When we were kids, teachers could do just that: shape a lesson in a special way for a special kid. Can you imagine Annie Sullivan trying to teach Helen Keller in today’s schools? Would she have said, “Ma’am, your child seemed to stare off into space when I assigned that reading passage. She fails because she didn’t complete her work.”. The girl went off to Princeton because she had a woman who cracked her code.

SO, each year, I get riled up; it takes me months to get teachers on board with the whole it is your JOB thing. I understand their frustration; I struggle during his homework time. ( I mean WHY does a kid who can do the word problem in his head have to explain his process in WORDS? Why can’t he just write the answer in numbers? And why does it take my kid two hours, filled with tears and hair loss.) I get the teachers’ frustration But they are his teachers not I. If I were,I could adjust his lessons; if I were, I’d have a special degree in his disability, right?

I was particularly riled up this past week, facing the, “your kid’s lazy” crap from a fresh batch of teachers. I have a number of “Twelve Steppers” in my life who advise me; from an anti-codependent stand point, trying to change his teachers is too controlling of me.
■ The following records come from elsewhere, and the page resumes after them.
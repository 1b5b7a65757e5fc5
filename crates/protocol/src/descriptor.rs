//! USB descriptor records
//!
//! A usbfs device node reads back as the device descriptor followed by every
//! configuration descriptor the device reported, each of those followed by its
//! interface, class-specific and endpoint descriptors. The stream carries no
//! offsets: every record is `[bLength][bDescriptorType][payload]` and nesting
//! is implied by order alone.
//!
//! All multi-byte fields are little-endian as mandated by the USB 2.0
//! specification, chapter 9.

use crate::error::{ProtocolError, Result};
use byteorder::{ByteOrder, LittleEndian};

/// Interface class code for Human Interface Devices
pub const HID_CLASS: u8 = 0x03;

/// Descriptor type byte (bDescriptorType)
#[derive(Debug, Clone, Copy, PartialEq, Eq, Hash)]
pub enum DescriptorType {
    Device,
    Configuration,
    String,
    Interface,
    Endpoint,
    /// HID class descriptor, follows a HID interface descriptor
    Hid,
    /// HID report descriptor, only ever fetched with GET_DESCRIPTOR
    Report,
    Other(u8),
}

impl DescriptorType {
    pub const fn code(self) -> u8 {
        match self {
            Self::Device => 0x01,
            Self::Configuration => 0x02,
            Self::String => 0x03,
            Self::Interface => 0x04,
            Self::Endpoint => 0x05,
            Self::Hid => 0x21,
            Self::Report => 0x22,
            Self::Other(code) => code,
        }
    }
}

impl From<u8> for DescriptorType {
    fn from(code: u8) -> Self {
        match code {
            0x01 => Self::Device,
            0x02 => Self::Configuration,
            0x03 => Self::String,
            0x04 => Self::Interface,
            0x05 => Self::Endpoint,
            0x21 => Self::Hid,
            0x22 => Self::Report,
            other => Self::Other(other),
        }
    }
}

/// One length-prefixed record sliced out of a descriptor stream
#[derive(Debug, Clone, Copy, PartialEq, Eq)]
pub struct RawDescriptor<'a> {
    /// Byte offset of the record within the stream
    pub offset: usize,
    pub descriptor_type: DescriptorType,
    /// The whole record, header included
    pub body: &'a [u8],
}

/// Splits a raw descriptor stream into records
///
/// Yields at most one error; after a malformed record the iterator is fused
/// because nothing past it can be trusted.
#[derive(Debug, Clone)]
pub struct Descriptors<'a> {
    bytes: &'a [u8],
    offset: usize,
    failed: bool,
}

impl<'a> Descriptors<'a> {
    pub fn new(bytes: &'a [u8]) -> Self {
        Self {
            bytes,
            offset: 0,
            failed: false,
        }
    }
}

impl<'a> Iterator for Descriptors<'a> {
    type Item = Result<RawDescriptor<'a>>;

    fn next(&mut self) -> Option<Self::Item> {
        if self.failed || self.offset >= self.bytes.len() {
            return None;
        }

        let offset = self.offset;
        let remaining = &self.bytes[offset..];
        let length = remaining[0] as usize;

        if length < 2 {
            self.failed = true;
            return Some(Err(ProtocolError::RecordTooShort { offset, length }));
        }
        if length > remaining.len() {
            self.failed = true;
            return Some(Err(ProtocolError::Truncated {
                offset,
                declared: length,
                remaining: remaining.len(),
            }));
        }

        let body = &remaining[..length];
        self.offset += length;
        Some(Ok(RawDescriptor {
            offset,
            descriptor_type: DescriptorType::from(body[1]),
            body,
        }))
    }
}

impl std::iter::FusedIterator for Descriptors<'_> {}

fn require(descriptor: &'static str, body: &[u8], needed: usize) -> Result<()> {
    if body.len() < needed {
        return Err(ProtocolError::DescriptorTooShort {
            descriptor,
            needed,
            actual: body.len(),
        });
    }
    Ok(())
}

/// Standard device descriptor (18 bytes)
#[derive(Debug, Clone, Copy, Default, PartialEq, Eq)]
pub struct DeviceDescriptor {
    /// bcdUSB
    pub usb_version: u16,
    pub device_class: u8,
    pub device_subclass: u8,
    pub device_protocol: u8,
    /// Max packet size of endpoint zero
    pub max_packet_size0: u8,
    pub vendor_id: u16,
    pub product_id: u16,
    /// bcdDevice
    pub revision: u16,
    pub manufacturer_index: u8,
    pub product_index: u8,
    pub serial_index: u8,
    pub num_configurations: u8,
}

impl DeviceDescriptor {
    pub const SIZE: usize = 18;

    pub fn parse(body: &[u8]) -> Result<Self> {
        require("Device", body, Self::SIZE)?;
        Ok(Self {
            usb_version: LittleEndian::read_u16(&body[2..4]),
            device_class: body[4],
            device_subclass: body[5],
            device_protocol: body[6],
            max_packet_size0: body[7],
            vendor_id: LittleEndian::read_u16(&body[8..10]),
            product_id: LittleEndian::read_u16(&body[10..12]),
            revision: LittleEndian::read_u16(&body[12..14]),
            manufacturer_index: body[14],
            product_index: body[15],
            serial_index: body[16],
            num_configurations: body[17],
        })
    }

    pub fn encode(&self) -> [u8; Self::SIZE] {
        let mut out = [0u8; Self::SIZE];
        out[0] = Self::SIZE as u8;
        out[1] = DescriptorType::Device.code();
        LittleEndian::write_u16(&mut out[2..4], self.usb_version);
        out[4] = self.device_class;
        out[5] = self.device_subclass;
        out[6] = self.device_protocol;
        out[7] = self.max_packet_size0;
        LittleEndian::write_u16(&mut out[8..10], self.vendor_id);
        LittleEndian::write_u16(&mut out[10..12], self.product_id);
        LittleEndian::write_u16(&mut out[12..14], self.revision);
        out[14] = self.manufacturer_index;
        out[15] = self.product_index;
        out[16] = self.serial_index;
        out[17] = self.num_configurations;
        out
    }
}

/// Standard configuration descriptor (9 bytes)
#[derive(Debug, Clone, Copy, Default, PartialEq, Eq)]
pub struct ConfigDescriptor {
    /// Length of this configuration including every nested descriptor
    pub total_length: u16,
    pub num_interfaces: u8,
    pub configuration_value: u8,
    pub configuration_index: u8,
    pub attributes: u8,
    /// In 2 mA units
    pub max_power: u8,
}

impl ConfigDescriptor {
    pub const SIZE: usize = 9;

    pub fn parse(body: &[u8]) -> Result<Self> {
        require("Configuration", body, Self::SIZE)?;
        Ok(Self {
            total_length: LittleEndian::read_u16(&body[2..4]),
            num_interfaces: body[4],
            configuration_value: body[5],
            configuration_index: body[6],
            attributes: body[7],
            max_power: body[8],
        })
    }

    pub fn encode(&self) -> [u8; Self::SIZE] {
        let mut out = [0u8; Self::SIZE];
        out[0] = Self::SIZE as u8;
        out[1] = DescriptorType::Configuration.code();
        LittleEndian::write_u16(&mut out[2..4], self.total_length);
        out[4] = self.num_interfaces;
        out[5] = self.configuration_value;
        out[6] = self.configuration_index;
        out[7] = self.attributes;
        out[8] = self.max_power;
        out
    }
}

/// Standard interface descriptor (9 bytes)
#[derive(Debug, Clone, Copy, Default, PartialEq, Eq)]
pub struct InterfaceDescriptor {
    pub number: u8,
    pub alternate_setting: u8,
    pub num_endpoints: u8,
    pub class: u8,
    pub subclass: u8,
    pub protocol: u8,
    pub interface_index: u8,
}

impl InterfaceDescriptor {
    pub const SIZE: usize = 9;

    pub fn parse(body: &[u8]) -> Result<Self> {
        require("Interface", body, Self::SIZE)?;
        Ok(Self {
            number: body[2],
            alternate_setting: body[3],
            num_endpoints: body[4],
            class: body[5],
            subclass: body[6],
            protocol: body[7],
            interface_index: body[8],
        })
    }

    pub fn encode(&self) -> [u8; Self::SIZE] {
        [
            Self::SIZE as u8,
            DescriptorType::Interface.code(),
            self.number,
            self.alternate_setting,
            self.num_endpoints,
            self.class,
            self.subclass,
            self.protocol,
            self.interface_index,
        ]
    }

    pub fn is_hid(&self) -> bool {
        self.class == HID_CLASS
    }
}

/// Endpoint transfer type, bits 0..1 of bmAttributes
#[derive(Debug, Clone, Copy, PartialEq, Eq)]
pub enum TransferKind {
    Control,
    Isochronous,
    Bulk,
    Interrupt,
}

/// Standard endpoint descriptor (7 bytes)
#[derive(Debug, Clone, Copy, Default, PartialEq, Eq)]
pub struct EndpointDescriptor {
    /// Endpoint number with the direction in bit 7
    pub address: u8,
    pub attributes: u8,
    pub max_packet_size: u16,
    pub interval: u8,
}

impl EndpointDescriptor {
    pub const SIZE: usize = 7;

    pub fn parse(body: &[u8]) -> Result<Self> {
        require("Endpoint", body, Self::SIZE)?;
        Ok(Self {
            address: body[2],
            attributes: body[3],
            max_packet_size: LittleEndian::read_u16(&body[4..6]),
            interval: body[6],
        })
    }

    pub fn encode(&self) -> [u8; Self::SIZE] {
        let mut out = [0u8; Self::SIZE];
        out[0] = Self::SIZE as u8;
        out[1] = DescriptorType::Endpoint.code();
        out[2] = self.address;
        out[3] = self.attributes;
        LittleEndian::write_u16(&mut out[4..6], self.max_packet_size);
        out[6] = self.interval;
        out
    }

    /// Device-to-host endpoint
    pub fn is_in(&self) -> bool {
        self.address & 0x80 != 0
    }

    pub fn number(&self) -> u8 {
        self.address & 0x0f
    }

    pub fn transfer_kind(&self) -> TransferKind {
        match self.attributes & 0x03 {
            0 => TransferKind::Control,
            1 => TransferKind::Isochronous,
            2 => TransferKind::Bulk,
            _ => TransferKind::Interrupt,
        }
    }
}

/// HID class descriptor (9 bytes with a single report descriptor entry)
#[derive(Debug, Clone, Copy, Default, PartialEq, Eq)]
pub struct HidDescriptor {
    /// bcdHID
    pub hid_version: u16,
    pub country_code: u8,
    pub num_descriptors: u8,
    pub report_descriptor_type: u8,
    pub report_descriptor_length: u16,
}

impl HidDescriptor {
    pub const SIZE: usize = 9;

    pub fn parse(body: &[u8]) -> Result<Self> {
        require("HID", body, Self::SIZE)?;
        Ok(Self {
            hid_version: LittleEndian::read_u16(&body[2..4]),
            country_code: body[4],
            num_descriptors: body[5],
            report_descriptor_type: body[6],
            report_descriptor_length: LittleEndian::read_u16(&body[7..9]),
        })
    }

    pub fn encode(&self) -> [u8; Self::SIZE] {
        let mut out = [0u8; Self::SIZE];
        out[0] = Self::SIZE as u8;
        out[1] = DescriptorType::Hid.code();
        LittleEndian::write_u16(&mut out[2..4], self.hid_version);
        out[4] = self.country_code;
        out[5] = self.num_descriptors;
        out[6] = self.report_descriptor_type;
        LittleEndian::write_u16(&mut out[7..9], self.report_descriptor_length);
        out
    }
}
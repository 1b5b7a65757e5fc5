//! Transport seam between device handles and the kernel
//!
//! A [`Backend`] opens a device node into a [`Transport`]; the transport
//! performs the individual usbfs operations. [`claim`] and [`release`] wrap
//! the driver hand-over around claiming an interface: failing to detach or
//! reattach the kernel driver is only logged, failing to claim or release the
//! interface is an error.

use protocol::ControlSetup;
use std::fmt;
use std::io;
use std::path::Path;
use tracing::{debug, warn};

/// Operations on one opened device node
///
/// All methods take `&self` so one thread can block in an interrupt read
/// while another issues control requests on the same handle.
pub trait Transport: Send + Sync {
    fn detach_kernel_driver(&self, interface: u8) -> io::Result<()>;

    fn attach_kernel_driver(&self, interface: u8) -> io::Result<()>;

    fn claim_interface(&self, interface: u8) -> io::Result<()>;

    fn release_interface(&self, interface: u8) -> io::Result<()>;

    /// Control transfer on endpoint zero; the direction comes from `setup`
    ///
    /// Returns the number of bytes moved in the data stage.
    fn control(&self, setup: ControlSetup, data: &mut [u8], timeout_ms: u32) -> io::Result<usize>;

    /// Interrupt transfer; the direction comes from bit 7 of `endpoint`
    fn interrupt(&self, endpoint: u8, data: &mut [u8], timeout_ms: u32) -> io::Result<usize>;
}

/// Opens device nodes
pub trait Backend: Send + Sync + fmt::Debug {
    fn open(&self, path: &Path) -> io::Result<Box<dyn Transport>>;
}

/// Take `interface` away from its kernel driver and claim it
pub fn claim(transport: &dyn Transport, interface: u8) -> io::Result<()> {
    if let Err(e) = transport.detach_kernel_driver(interface) {
        warn!(
            "Failed to detach kernel driver from interface {}: {}",
            interface, e
        );
    }

    transport.claim_interface(interface)?;
    debug!("Claimed interface {}", interface);
    Ok(())
}

/// Release `interface` and hand it back to the kernel driver
pub fn release(transport: &dyn Transport, interface: u8) -> io::Result<()> {
    transport.release_interface(interface)?;
    debug!("Released interface {}", interface);

    if let Err(e) = transport.attach_kernel_driver(interface) {
        warn!(
            "Could not reattach kernel driver to interface {}: {}",
            interface, e
        );
    }
    Ok(())
}
//! Arena-backed document tree.
//!
//! Every node lives in a single `Vec` owned by [`Tree`] and refers to its
//! neighbours by [`NodeId`]. The converter rewrites the tree while it walks
//! it, so parent/child/sibling links are plain indices: detaching or
//! replacing a node only rewires the indices of its neighbours, and ids held
//! by a traversal stay valid for the whole conversion call.
//!
//! Detached nodes are not reclaimed. They stay in the arena, unreachable from
//! the root, until the tree is dropped.

use std::fmt;

use crate::utilities::is_void;

/// Stable index of a node inside a [`Tree`].
#[derive(Debug, Clone, Copy, PartialEq, Eq, Hash, PartialOrd, Ord)]
pub struct NodeId(usize);

impl NodeId {
    /// Position of the node in the arena
    pub fn index(self) -> usize {
        self.0
    }
}

/// Node kinds, matching the DOM `nodeType` values the converter cares about
#[derive(Debug, Clone, Copy, PartialEq, Eq)]
pub enum NodeKind {
    /// Document root (nodeType = 9)
    Document,
    /// Element node (nodeType = 1)
    Element,
    /// Text node (nodeType = 3)
    Text,
    /// Comment node (nodeType = 8)
    Comment,
}

#[derive(Debug, Clone)]
struct NodeData {
    kind: NodeKind,
    /// Lowercase tag name for elements, `#text` / `#comment` / `#document` otherwise
    name: String,
    attributes: Vec<(String, String)>,
    /// Character data for text and comment nodes
    value: String,
    parent: Option<NodeId>,
    first_child: Option<NodeId>,
    last_child: Option<NodeId>,
    prev_sibling: Option<NodeId>,
    next_sibling: Option<NodeId>,
}

impl NodeData {
    fn new(kind: NodeKind, name: String) -> Self {
        Self {
            kind,
            name,
            attributes: Vec::new(),
            value: String::new(),
            parent: None,
            first_child: None,
            last_child: None,
            prev_sibling: None,
            next_sibling: None,
        }
    }
}

/// A mutable document tree.
#[derive(Debug, Clone)]
pub struct Tree {
    nodes: Vec<NodeData>,
}
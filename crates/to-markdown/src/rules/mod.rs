//! Rule system for HTML to Markdown conversion.

mod rule;
mod standard;
pub mod template;

pub use rule::{Filter, PredicateFn, Replacement, ReplacementFn, Rule};
pub use standard::standard_rules;

use indexmap::IndexMap;

use crate::tree::NodeRef;
use crate::utilities::Context;

/// Ordered, named collection of rules.
///
/// Rules are tried in insertion order and the first match wins, so specific
/// rules have to be added before catch-alls. Re-adding a name replaces that
/// rule without moving it.
#[derive(Debug, Default)]
pub struct Rules {
    rules: IndexMap<String, Rule>,
}

impl Rules {
    /// Create an empty rule set
    pub fn new() -> Self {
        Self {
            rules: IndexMap::new(),
        }
    }

    /// Create a rule set holding the bundled rules
    pub fn standard() -> Self {
        let mut rules = Self::new();
        for (key, rule) in standard_rules() {
            rules.add(key, rule);
        }
        rules
    }

    /// Add a rule at the end, or replace the rule already named `key`
    pub fn add(&mut self, key: &str, rule: Rule) {
        self.rules.insert(key.to_string(), rule);
    }

    /// Remove a rule, keeping the order of the others
    pub fn remove(&mut self, key: &str) -> Option<Rule> {
        self.rules.shift_remove(key)
    }

    pub fn get(&self, key: &str) -> Option<&Rule> {
        self.rules.get(key)
    }

    pub fn len(&self) -> usize {
        self.rules.len()
    }

    pub fn is_empty(&self) -> bool {
        self.rules.is_empty()
    }

    /// Rule names in match order
    pub fn names(&self) -> impl Iterator<Item = &str> {
        self.rules.keys().map(String::as_str)
    }

    /// Append every rule of `other` that is not already named here
    pub fn extend(&mut self, other: Rules) {
        for (key, rule) in other.rules {
            self.rules.entry(key).or_insert(rule);
        }
    }

    /// Find the first rule whose filter matches the node
    pub fn find<'a>(&'a self, node: &NodeRef<'_>, ctx: &Context<'_>) -> Option<(&'a str, &'a Rule)> {
        self.rules
            .iter()
            .find(|(_, rule)| rule.matches(node, ctx))
            .map(|(key, rule)| (key.as_str(), rule))
    }
}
I’m supposed to “let go and let God.” I hear, your son is old enough now, he can suffer his own consequences.

I heard the same advice when my oldest was in the ninth grade and not working up to his potential. But what if he flunks? Well, summer school. Well, what if he doesn’t get into a good college because of that! Well, he’ll figure it out on his own.

I yelled, punished, rewarded, all things a parent does to try and get their kid in line. But I eventually took the advice and let go. He got himself through, improving as time went on. He began improving. No, he did not go the Harvard, though he had the IQ. He goes to a community school by choice to save money, and lives at home still, and we have a calm, loving friendship now. The twelve steppers say it is because I backed off.

But I just don’t think that advice will work with my youngest. To say that he has to live with the consequences of his actions assumes he has a choice here. His disability doesn’t allow him many choices. He cannot choose to spell that word right or even notice it is wrong. He cannot choose to ignore the misbehaving kids in the next row (and special Ed classes lump learning and behavior problems together. There are plenty of actions he struggles to ignore.) So does that make me codependent because I am trying to control his education?

Really?

Sorry. I’d rather continue to mother him properly and be labelled a control freak than let him slip through the giant cracks in our education system. Too many of his teachers would be relieved to just ignore him.